Logistics and the processing of residence permits for UK expatriates are the two main concerns for several EU member states as the scenario of a disorderly Brexit is becoming more likely.

When it comes to border checks, Ireland will be diverting its trade directly to EU ports, while trade with the UK will become more cumbersome due to duties, passport, and quality controls. Even with the application of technology-intensive solutions at the border, there is a need for serious upgrades in port facilities across the Channel, because according to World Trade Organisation rules if you give preferential arrangements to a third country outside a customs union, you must apply it worldwide under the most favoured nation rule.

As for citizenship, there are EU member states that do not allow for dual citizenship.

Border Control

French ports must prepare for a hard Brexit scenario, Interior Minister Gérard Collomb said on Saturday.

A no-deal Brexit would mean long delays in the processing of traveller’s visas and long queues for tracks, which may be problematic for food exports and imports.

According to a government study published by Le Monde on Saturday, hundreds of customs staff will need to be hired to deal with border controls. Each year, an estimated 32 million people and 4.2 million heavy goods and vehicles cross the Channel ports from the ports of Calais and Dunkirk, as well as the Eurostar rail station in Lille.

As the UK has opted out of the Schengen zone, there are already passport controls in place. However, queues are expected to get longer as UK citizens will require visas to travel the EU and EU citizens to travel to the UK.

Moreover, new infrastructure will be needed to ensure sanitary and phytosanitary controls for agricultural goods and animals.

Public Accounts Minister Gérald Darmanin estimates that 700 customs officials will need to be hired over the next year.

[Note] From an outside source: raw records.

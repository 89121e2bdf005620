use std::fmt;

use serde::{Deserialize, Serialize};

use super::player::Player;
use crate::error::MoveError;

pub const ROWS: usize = 6;
pub const COLS: usize = 7;
pub const WIN_LENGTH: usize = 4;

/// Line directions checked around a placed token, as (row step, column step):
/// horizontal, vertical, diagonal down-right, diagonal down-left.
pub const AXES: [(isize, isize); 4] = [(0, 1), (1, 0), (1, 1), (1, -1)];

#[derive(Debug, Clone, Copy, PartialEq, Eq, Hash, Serialize, Deserialize)]
#[serde(rename_all = "lowercase")]
pub enum Cell {
    Empty,
    Red,
    Yellow,
}

impl Cell {
    /// The player owning this cell, if any
    pub fn owner(self) -> Option<Player> {
        match self {
            Cell::Empty => None,
            Cell::Red => Some(Player::Red),
            Cell::Yellow => Some(Player::Yellow),
        }
    }

    pub fn is_empty(self) -> bool {
        self == Cell::Empty
    }
}

/// Rectangular grid stored row-major. Row 0 is the top, row `rows - 1` the
/// bottom; tokens settle towards the bottom.
#[derive(Debug, Clone, PartialEq, Eq)]
pub struct Board {
    rows: usize,
    cols: usize,
    cells: Vec<Cell>,
}

impl Board {
    /// Create a new empty board with the conventional 6x7 size
    pub fn new() -> Self {
        Self::with_size(ROWS, COLS)
    }

    /// Create a new empty board of the given size
    pub fn with_size(rows: usize, cols: usize) -> Self {
        Board {
            rows,
            cols,
            cells: vec![Cell::Empty; rows * cols],
        }
    }

    pub fn rows(&self) -> usize {
        self.rows
    }

    pub fn cols(&self) -> usize {
        self.cols
    }

    /// Get the cell at a specific position, `None` when out of range
    pub fn get(&self, row: usize, col: usize) -> Option<Cell> {
        if row >= self.rows || col >= self.cols {
            return None;
        }
        Some(self.cells[row * self.cols + col])
    }

    /// Signed lookup used by the axis scan; anything off the board is `None`.
    fn get_signed(&self, row: isize, col: isize) -> Option<Cell> {
        if row < 0 || col < 0 {
            return None;
        }
        self.get(row as usize, col as usize)
    }

    /// Check if a column is full. Out-of-range columns count as full.
    pub fn is_column_full(&self, col: usize) -> bool {
        match self.get(0, col) {
            Some(cell) => !cell.is_empty(),
            None => true,
        }
    }

    /// Drop a piece in a column, returns the row where it landed
    pub fn drop_piece(&mut self, col: usize, cell: Cell) -> Result<usize, MoveError> {
        if col >= self.cols {
            return Err(MoveError::InvalidColumn {
                column: col,
                cols: self.cols,
            });
        }

        // Scan from the bottom for the first free slot
        for row in (0..self.rows).rev() {
            let idx = row * self.cols + col;
            if self.cells[idx].is_empty() {
                self.cells[idx] = cell;
                return Ok(row);
            }
        }

        Err(MoveError::ColumnFull(col))
    }

    /// Check if the board is completely full
    pub fn is_full(&self) -> bool {
        (0..self.cols).all(|col| self.is_column_full(col))
    }

    /// Number of occupied cells
    pub fn filled_count(&self) -> usize {
        self.cells.iter().filter(|c| !c.is_empty()).count()
    }

    /// Clear every cell, keeping the size
    pub fn clear(&mut self) {
        self.cells.fill(Cell::Empty);
    }

    /// Check whether the token at (row, col) is part of a run of `length`
    /// same-owner cells on any axis.
    pub fn has_line_through(&self, row: usize, col: usize, length: usize) -> bool {
        self.line_through(row, col, length).is_some()
    }

    /// Find the first run of `length` same-owner cells through (row, col),
    /// trying the axes in `AXES` order. Only the window of `length - 1` cells
    /// either side of the anchor is inspected.
    pub fn line_through(&self, row: usize, col: usize, length: usize) -> Option<Vec<(usize, usize)>> {
        let cell = self.get(row, col)?;
        if cell.is_empty() || length == 0 {
            return None;
        }

        AXES.iter()
            .find_map(|&(dr, dc)| self.scan_axis(row, col, dr, dc, cell, length))
    }

    fn scan_axis(
        &self,
        row: usize,
        col: usize,
        dr: isize,
        dc: isize,
        cell: Cell,
        length: usize,
    ) -> Option<Vec<(usize, usize)>> {
        let reach = length as isize - 1;
        let (row, col) = (row as isize, col as isize);
        let mut count = 0;

        for i in -reach..=reach {
            let (r, c) = (row + i * dr, col + i * dc);
            if self.get_signed(r, c) == Some(cell) {
                count += 1;
                if count == length {
                    // Walk back from the current cell to recover the run
                    let line = (0..length as isize)
                        .rev()
                        .map(|k| ((r - k * dr) as usize, (c - k * dc) as usize))
                        .collect();
                    return Some(line);
                }
            } else {
                count = 0;
            }
        }

        None
    }

    /// The board reflected left to right
    pub fn mirrored(&self) -> Board {
        let mut mirror = Board::with_size(self.rows, self.cols);
        for row in 0..self.rows {
            for col in 0..self.cols {
                mirror.cells[row * self.cols + (self.cols - 1 - col)] =
                    self.cells[row * self.cols + col];
            }
        }
        mirror
    }
}

impl Default for Board {
    fn default() -> Self {
        Self::new()
    }
}

impl fmt::Display for Board {
    fn fmt(&self, f: &mut fmt::Formatter<'_>) -> fmt::Result {
        for row in 0..self.rows {
            for col in 0..self.cols {
                let symbol = match self.cells[row * self.cols + col] {
                    Cell::Empty => '.',
                    Cell::Red => 'R',
                    Cell::Yellow => 'Y',
                };
                write!(f, " {symbol}")?;
            }
            writeln!(f)?;
        }
        for col in 0..self.cols {
            write!(f, " {}", col % 10)?;
        }
        Ok(())
    }
}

For a number of industrial manufacturers, the threatened backlog at the border is posing significant challenges as they do not have storage infrastructure. Toyota and BMW Mini are planning to bring forward factory closures in April 2019, to deal with what may be severe disruptions in the supply chains.

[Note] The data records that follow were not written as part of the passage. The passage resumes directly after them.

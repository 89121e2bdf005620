use rand::rngs::StdRng;
use rand::seq::IndexedRandom;
use rand::SeedableRng;

use super::Agent;
use crate::game::GameEngine;

/// An agent that selects uniformly at random from legal columns.
pub struct RandomAgent {
    rng: StdRng,
}

impl RandomAgent {
    pub fn new() -> Self {
        RandomAgent {
            rng: StdRng::from_os_rng(),
        }
    }

    /// Deterministic agent for reproducible sessions
    pub fn with_seed(seed: u64) -> Self {
        RandomAgent {
            rng: StdRng::seed_from_u64(seed),
        }
    }
}

impl Default for RandomAgent {
    fn default() -> Self {
        Self::new()
    }
}

impl Agent for RandomAgent {
    fn select_column(&mut self, engine: &GameEngine) -> Option<usize> {
        engine.legal_columns().choose(&mut self.rng).copied()
    }

    fn name(&self) -> &str {
        "Random"
    }
}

UK Expatriates in the Netherlands

Dutch ports, especially Rotterdam, appear better prepared for Brexit than even the UK. Training of personnel is well underway since April while the main concern is the tens of thousands of companies that are not familiar with the processes of exporting outside the EU.

But, perhaps one of the biggest difficulties are UK nationals, as Dutch citizenship has until recently been mutually exclusive to holding another passport.  The Netherlands is reviewing its citizenship laws to make its citizenship fraework more flexible, precisely to accomodate UK nationals. Similar issues are faced by Germany.

In a study published in the Netherlands by the DutchNew.nl news platform, it appears that 39% of UK nationals have not started preparing for their residence regularization.

Most cite a lack of clarity for their future status, while only 31% have checked on the website of Dutch immigration for information. Only 15% have applied for a residence permit.

While 10% have applied for Dutch citizenship, this may increase as the Netherlands is moving to relax legislation on dual citizenship in preparation for Brexit. 41% would not want to give up the British passport, while 20% have not lived long enough in the Netherlands to qualify.

The overwhelming majority of UK citizens in the Netherlands (77%) fear they will soon lose their ability to travel freely across the EU and over half (54%) fear reduced access to pension and welfare rights.

The Dutch immigration service has held focus groups with UK nationals in the Netherlands and has set up a special Brexit page on its website.

There are over 1,2 million UK citizens living in the EU, of whom approximately 90,000 reside in the Netherlands. Expatriates were not given the chance to vote in the EU membership referendum of 2016.